R = randi(valrange,sz,arraytype)
R = randi(valrange,sz,datatype,arraytype)

R = randi(valrange,sz,'like',P)
R = randi(valrange,sz,datatype,'like',P)

C = randi(valrange,sz,codist)
C = randi(valrange,sz,datatype,codist)
C = randi(valrange,sz,___,codist,'noCommunication')
C = randi(valrange,sz,___,codist,'like',P)


R = randi(valrange,sz,arraytype) creates a matrix with underlying class of double, with randi integer values in all elements.

R = randi(valrange,sz,datatype,arraytype) creates a matrix with underlying class of datatype, with randi values in all elements.

The size and type of array are specified by the argument options according to the following table.

valrangemax or [min max]Specifies integer value range from 1 to max, or from min to max..
sznSpecifies size as an n-by-n matrix.
m,n or [m n]Specifies size as an m-by-n matrix.
m,n,...,k or [m n ... k]Specifies size as an m-by-n-by-...-by-k array.
arraytype'distributed'Specifies distributed array.
'codistributed'Specifies codistributed array, using the default distribution scheme.
'gpuArray'Specifies gpuArray.
datatype'double' (default), 'single', 'int8', 'uint8', 'int16', 'uint16', 'int32', 'uint32', 'int64', or 'uint64'Specifies underlying class of the array, i.e., the data type of its elements.

R = randi(valrange,sz,'like',P) creates an array of randi values with the same type and underlying class (data type) as array P.

R = randi(valrange,sz,datatype,'like',P) creates an array of randi values with the specified underlying class (datatype), and the same type as array P.

C = randi(valrange,sz,codist) or C = randi(valrange,sz,datatype,codist) creates a codistributed array of randi values with the specified size and underlying class (the default datatype is 'double').

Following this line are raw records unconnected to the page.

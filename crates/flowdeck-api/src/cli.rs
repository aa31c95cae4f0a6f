//! CLI command definitions for the `flowdeck` binary.
//!
//! Uses clap derive macros for argument parsing. The console is a server
//! first: `flowdeck serve` is the main command, `completions` exists for
//! shell integration.

use clap::{Parser, Subcommand};
use clap_complete::Shell;

/// Workflow console for a DolphinScheduler-compatible upstream.
#[derive(Parser)]
#[command(name = "flowdeck", version, about, long_about = None)]
#[command(propagate_version = true)]
pub struct Cli {
    /// Suppress all output except errors.
    #[arg(long, global = true)]
    pub quiet: bool,

    /// Detailed output (-v for debug, -vv for trace).
    #[arg(short, long, action = clap::ArgAction::Count, global = true)]
    pub verbose: u8,

    #[command(subcommand)]
    pub command: Commands,
}

#[derive(Subcommand)]
pub enum Commands {
    /// Start the REST API server.
    Serve {
        /// Port to listen on (overrides the configured value).
        #[arg(short, long)]
        port: Option<u16>,

        /// Host to bind to (overrides the configured value).
        #[arg(long)]
        host: Option<String>,

        /// Export spans through the OpenTelemetry stdout exporter.
        #[arg(long)]
        otel: bool,
    },

    /// Generate shell completions.
    Completions {
        /// Shell to generate completions for.
        shell: Shell,
    },
}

The codistributor object codist specifies the distribution scheme for creating the codistributed array. For information on constructing codistributor objects, see the reference pages for codistributor1d and codistributor2dbc. To use the default distribution scheme, you can specify a codistributor constructor without arguments. For example:

    C = randi(8,codistributor1d());

C = randi(valrange,sz,___,codist,'noCommunication') specifies that no interworker communication is to be performed when constructing a codistributed array, skipping some error checking steps.

C = randi(valrange,sz,___,codist,'like',P) creates a codistributed array of randi values with the specified range, size, underlying class, and distribution scheme. If either the class or codistributor argument is omitted, the characteristic is acquired from the codistributed array P.

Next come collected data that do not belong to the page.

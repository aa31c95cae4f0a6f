use thiserror::Error;

/// Errors from workflow store operations.
///
/// Display strings double as HTTP error bodies, so the user-facing variants
/// keep the exact wording the web UI matches against.
#[derive(Debug, Error)]
pub enum WorkflowError {
    #[error("A workflow with the name '{0}' already exists.")]
    NameConflict(String),

    #[error("Workflow with UUID {0} not found.")]
    NotFound(String),

    #[error("workflow file '{0}' is missing from the store")]
    FileMissing(String),

    #[error("storage error: {0}")]
    StorageError(String),

    #[error(transparent)]
    Commit(#[from] CommitStoreError),

    #[error(transparent)]
    Upstream(#[from] UpstreamError),
}

/// Errors from the commit-graph store backing the workflow repository.
#[derive(Debug, Error)]
pub enum CommitStoreError {
    #[error("path '{0}' not found in commit tree")]
    NotInTree(String),

    #[error("no commits found for path '{0}'")]
    NoHistory(String),

    #[error("{0}")]
    PreconditionFailed(String),

    #[error("git error: {0}")]
    Backend(String),

    #[error("io error: {0}")]
    Io(String),
}

/// Errors from the upstream scheduler API.
#[derive(Debug, Error)]
pub enum UpstreamError {
    #[error("DS API error ({op}): {msg}")]
    Api { op: String, code: i64, msg: String },

    #[error("upstream scheduler unreachable: {0}")]
    Unavailable(String),

    #[error("workflow definition not found in DolphinScheduler")]
    NotFound,

    #[error("A workflow named '{0}' already exists in DolphinScheduler.")]
    DuplicateName(String),

    #[error("{0}")]
    PreconditionFailed(String),

    #[error("invalid response from upstream scheduler: {0}")]
    Decode(String),

    #[error("operation cancelled")]
    Cancelled,
}

/// Errors from repository operations (used by trait definitions in flowdeck-core).
#[derive(Debug, Error)]
pub enum RepositoryError {
    #[error("database connection error")]
    Connection,

    #[error("query error: {0}")]
    Query(String),

    #[error("entity not found")]
    NotFound,

    #[error("conflict: {0}")]
    Conflict(String),
}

Create Distributed Randi Matrix

Create a 1000-by-1000 distributed array of randi values from 1 to 100, with underlying class double:

D = randi(100,1000,'distributed');

Create Codistributed Randi Matrix

Create a 1000-by-1000 codistributed double matrix of randi values from 0 to 12, distributed by its second dimension (columns).

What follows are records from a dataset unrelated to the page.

impl CommitStore for GitCommitStore {
    async fn write_file(&self, filename: &str, content: &str) -> Result<(), CommitStoreError> {
        let path = self.entry_path(filename)?;
        tokio::fs::create_dir_all(&self.root).await.map_err(io_err)?;
        tokio::fs::write(&path, content).await.map_err(io_err)
    }

    async fn read_file(&self, filename: &str) -> Result<Option<String>, CommitStoreError> {
        let path = self.entry_path(filename)?;
        match tokio::fs::read_to_string(&path).await {
            Ok(content) => Ok(Some(content)),
            Err(e) if e.kind() == std::io::ErrorKind::NotFound => Ok(None),
            Err(e) => Err(io_err(e)),
        }
    }

    async fn remove_file(&self, filename: &str) -> Result<(), CommitStoreError> {
        let path = self.entry_path(filename)?;
        match tokio::fs::remove_file(&path).await {
            Ok(()) => Ok(()),
            Err(e) if e.kind() == std::io::ErrorKind::NotFound => Ok(()),
            Err(e) => Err(io_err(e)),
        }
    }

    async fn file_exists(&self, filename: &str) -> Result<bool, CommitStoreError> {
        let path = self.entry_path(filename)?;
        Ok(tokio::fs::try_exists(&path).await.map_err(io_err)?)
    }

    async fn file_mtime_ms(&self, filename: &str) -> Result<Option<i64>, CommitStoreError> {
        let path = self.entry_path(filename)?;
        let metadata = match tokio::fs::metadata(&path).await {
            Ok(metadata) => metadata,
            Err(e) if e.kind() == std::io::ErrorKind::NotFound => return Ok(None),
            Err(e) => return Err(io_err(e)),
        };
        let modified = metadata.modified().map_err(io_err)?;
        let millis = modified
            .duration_since(std::time::UNIX_EPOCH)
            .map(|d| d.as_millis() as i64)
            .unwrap_or_default();
        Ok(Some(millis))
    }

    async fn commit_paths(
        &self,
        paths: &[String],
        message: &str,
    ) -> Result<String, CommitStoreError> {
        let paths = paths.to_vec();
        let message = message.to_string();
        self.with_repo_write(move |repo, root| stage_and_commit(repo, root, &paths, &message))
            .await
    }

    async fn remove_and_commit(
        &self,
        filename: &str,
        message: &str,
    ) -> Result<String, CommitStoreError> {
        self.remove_file(filename).await?;
        let paths = vec![filename.to_string()];
        let message = message.to_string();
        self.with_repo_write(move |repo, root| stage_and_commit(repo, root, &paths, &message))
            .await
    }

    async fn history(&self, filename: &str) -> Result<Vec<CommitEntry>, CommitStoreError> {
        let filename = filename.to_string();
        self.with_repo(move |repo, _root| {
            let Some(revwalk) = revwalk_from_head(repo)? else {
                return Ok(Vec::new());
            };
            let mut entries = Vec::new();
            for oid in revwalk {
                let commit = repo.find_commit(oid.map_err(git_err)?).map_err(git_err)?;
                let current = tree_entry_id(&commit, &filename)?;
                let previous = match commit.parent(0) {
                    Ok(parent) => tree_entry_id(&parent, &filename)?,
                    Err(_) => None,
                };
                match (current, previous) {
                    // A deletion bounds the history of the current incarnation.
                    (None, Some(_)) => break,
                    (None, None) => continue,
                    (Some(c), Some(p)) if c == p => continue,
                    (Some(_), _) => entries.push(commit_entry(&commit)),
                }
            }
            Ok(entries)
        })
        .await
    }

    async fn latest_commit(&self, filename: &str) -> Result<Option<String>, CommitStoreError> {
        let filename = filename.to_string();
        self.with_repo(move |repo, _root| {
            let Some(revwalk) = revwalk_from_head(repo)? else {
                return Ok(None);
            };
            for oid in revwalk {
                let commit = repo.find_commit(oid.map_err(git_err)?).map_err(git_err)?;
                let current = tree_entry_id(&commit, &filename)?;
                let previous = match commit.parent(0) {
                    Ok(parent) => tree_entry_id(&parent, &filename)?,
                    Err(_) => None,
                };
                match (current, previous) {
                    (None, Some(_)) => return Ok(None),
                    (None, None) => continue,
                    (Some(c), Some(p)) if c == p => continue,
                    (Some(_), _) => return Ok(Some(commit.id().to_string())),
                }
            }
            Ok(None)
        })
        .await
    }

    async fn content_at(&self, filename: &str, hash: &str) -> Result<String, CommitStoreError> {
        let filename = filename.to_string();
        let hash = hash.to_string();
        self.with_repo(move |repo, _root| {
            let commit = resolve_commit(repo, &hash)?;
            tree_entry_content(repo, &commit, &filename)?
                .ok_or_else(|| CommitStoreError::NotInTree(filename.clone()))
        })
        .await
    }

    async fn content_before_change(
        &self,
        filename: &str,
        hash: &str,
    ) -> Result<String, CommitStoreError> {
        let filename = filename.to_string();
        let hash = hash.to_string();
        self.with_repo(move |repo, _root| {
            let commit = resolve_commit(repo, &hash)?;
            if let Ok(parent) = commit.parent(0) {
                if let Some(content) = tree_entry_content(repo, &parent, &filename)? {
                    return Ok(content);
                }
            }
            tree_entry_content(repo, &commit, &filename)?
                .ok_or_else(|| CommitStoreError::NotInTree(filename.clone()))
        })
        .await
    }

    async fn diff(&self, filename: &str, hash: &str) -> Result<String, CommitStoreError> {
        let filename = filename.to_string();
        let hash = hash.to_string();
        self.with_repo(move |repo, _root| {
            let commit = resolve_commit(repo, &hash)?;
            let tree = commit.tree().map_err(git_err)?;
            let parent_tree = match commit.parent(0) {
                Ok(parent) => Some(parent.tree().map_err(git_err)?),
                Err(_) => None,
            };

            let mut opts = DiffOptions::new();
            opts.pathspec(&filename);
            let diff = repo
                .diff_tree_to_tree(parent_tree.as_ref(), Some(&tree), Some(&mut opts))
                .map_err(git_err)?;

            let mut patch = String::new();
            diff.print(DiffFormat::Patch, |_delta, _hunk, line| {
                match line.origin() {
                    '+' | '-' | ' ' => patch.push(line.origin()),
                    _ => {}
                }
                patch.push_str(&String::from_utf8_lossy(line.content()));
                true
            })
            .map_err(git_err)?;
            Ok(patch.trim().to_string())
        })
        .await
    }

    async fn deleted_entries(&self) -> Result<Vec<DeletedWorkflow>, CommitStoreError> {
        self.with_repo(move |repo, root| {
            let Some(revwalk) = revwalk_from_head(repo)? else {
                return Ok(Vec::new());
            };

            let mut seen: std::collections::BTreeSet<String> = std::collections::BTreeSet::new();
            let mut deleted = Vec::new();
            for oid in revwalk {
                let commit = repo.find_commit(oid.map_err(git_err)?).map_err(git_err)?;
                let Ok(parent) = commit.parent(0) else {
                    continue;
                };
                let parent_tree = parent.tree().map_err(git_err)?;
                let tree = commit.tree().map_err(git_err)?;
                let diff = repo
                    .diff_tree_to_tree(Some(&parent_tree), Some(&tree), None)
                    .map_err(git_err)?;

                for delta in diff.deltas() {
                    if delta.status() != git2::Delta::Deleted {
                        continue;
                    }
                    let Some(path) = delta.old_file().path().and_then(Path::to_str) else {
                        continue;
                    };
                    if !path.ends_with(".yaml") {
                        continue;
                    }
                    // Newest deletion per file wins; restored files are live again.
                    if !seen.insert(path.to_string()) || root.join(path).exists() {
                        continue;
                    }

                    let message = commit.message().unwrap_or("").trim().to_string();
                    let name = match message.strip_prefix(DELETE_MESSAGE_PREFIX) {
                        Some(rest) => Some(rest.trim().to_string()),
                        None => tree_entry_content(repo, &parent, path)?
                            .and_then(|content| WorkflowDoc::parse(&content))
                            .and_then(|doc| doc.name().map(str::to_string)),
                    };

                    deleted.push(DeletedWorkflow {
                        filename: path.to_string(),
                        commit_hash: commit.id().to_string(),
                        name,
                        author: commit.author().name().unwrap_or("unknown").to_string(),
                        timestamp: commit.time().seconds(),
                        message,
                    });
                }
            }
            Ok(deleted)
        })
        .await
    }

    async fn restore_path_from(
        &self,
        filename: &str,
        hash: &str,
    ) -> Result<String, CommitStoreError> {
        let filename = filename.to_string();
        let hash = hash.to_string();
        self.with_repo_write(move |repo, root| {
            if root.join(&filename).exists() {
                return Err(CommitStoreError::PreconditionFailed(format!(
                    "File '{filename}' already exists. Cannot restore."
                )));
            }

            // A deletion commit no longer carries the file; its parent holds
            // the last live content.
            let commit = resolve_commit(repo, &hash)?;
            let parent = commit
                .parent(0)
                .map_err(|_| CommitStoreError::NotInTree(filename.clone()))?;
            let content = tree_entry_content(repo, &parent, &filename)?
                .ok_or_else(|| CommitStoreError::NotInTree(filename.clone()))?;

            std::fs::write(root.join(&filename), content).map_err(io_err)?;
            stage_and_commit(
                repo,
                root,
                &[filename.clone()],
                &format!("Restore workflow: {filename}"),
            )
        })
        .await
    }

    async fn revert_path_to(&self, filename: &str, hash: &str) -> Result<String, CommitStoreError> {
        let filename = filename.to_string();
        let hash = hash.to_string();
        self.with_repo_write(move |repo, root| {
            let commit = resolve_commit(repo, &hash)?;
            let content = tree_entry_content(repo, &commit, &filename)?
                .ok_or_else(|| CommitStoreError::NotInTree(filename.clone()))?;

            std::fs::write(root.join(&filename), content).map_err(io_err)?;
            let short: String = hash.chars().take(7).collect();
            stage_and_commit(
                repo,
                root,
                &[filename.clone()],
                &format!("Revert {filename} to version {short}"),
            )
        })
        .await
    }

    async fn relationship(&self, a: &str, b: &str) -> Result<CommitRelation, CommitStoreError> {
        let a = a.to_string();
        let b = b.to_string();
        self.with_repo(move |repo, _root| {
            let Ok(a_commit) = resolve_commit(repo, &a) else {
                return Ok(CommitRelation::Unknown);
            };
            let Ok(b_commit) = resolve_commit(repo, &b) else {
                return Ok(CommitRelation::Unknown);
            };
            let (a_oid, b_oid) = (a_commit.id(), b_commit.id());
            if a_oid == b_oid {
                return Ok(CommitRelation::Equal);
            }
            if repo.graph_descendant_of(a_oid, b_oid).map_err(git_err)? {
                return Ok(CommitRelation::Ahead);
            }
            if repo.graph_descendant_of(b_oid, a_oid).map_err(git_err)? {
                return Ok(CommitRelation::Behind);
            }
            match repo.merge_base(a_oid, b_oid) {
                Ok(_) => Ok(CommitRelation::Diverged),
                Err(_) => Ok(CommitRelation::Unknown),
            }
        })
        .await
    }
}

    C = randi([0 12],1000,'codistributed');

With four workers, each worker contains a 1000-by-250 local piece of C.

Create a 1000-by-1000 codistributed single matrix of randi values from 1 to 4, distributed by its columns.

    codist = codistributor('1d',2,100*[1:numlabs]);
    C = randi(4,1000,1000,'single',codist);

Each worker contains a 100-by-labindex local piece of C.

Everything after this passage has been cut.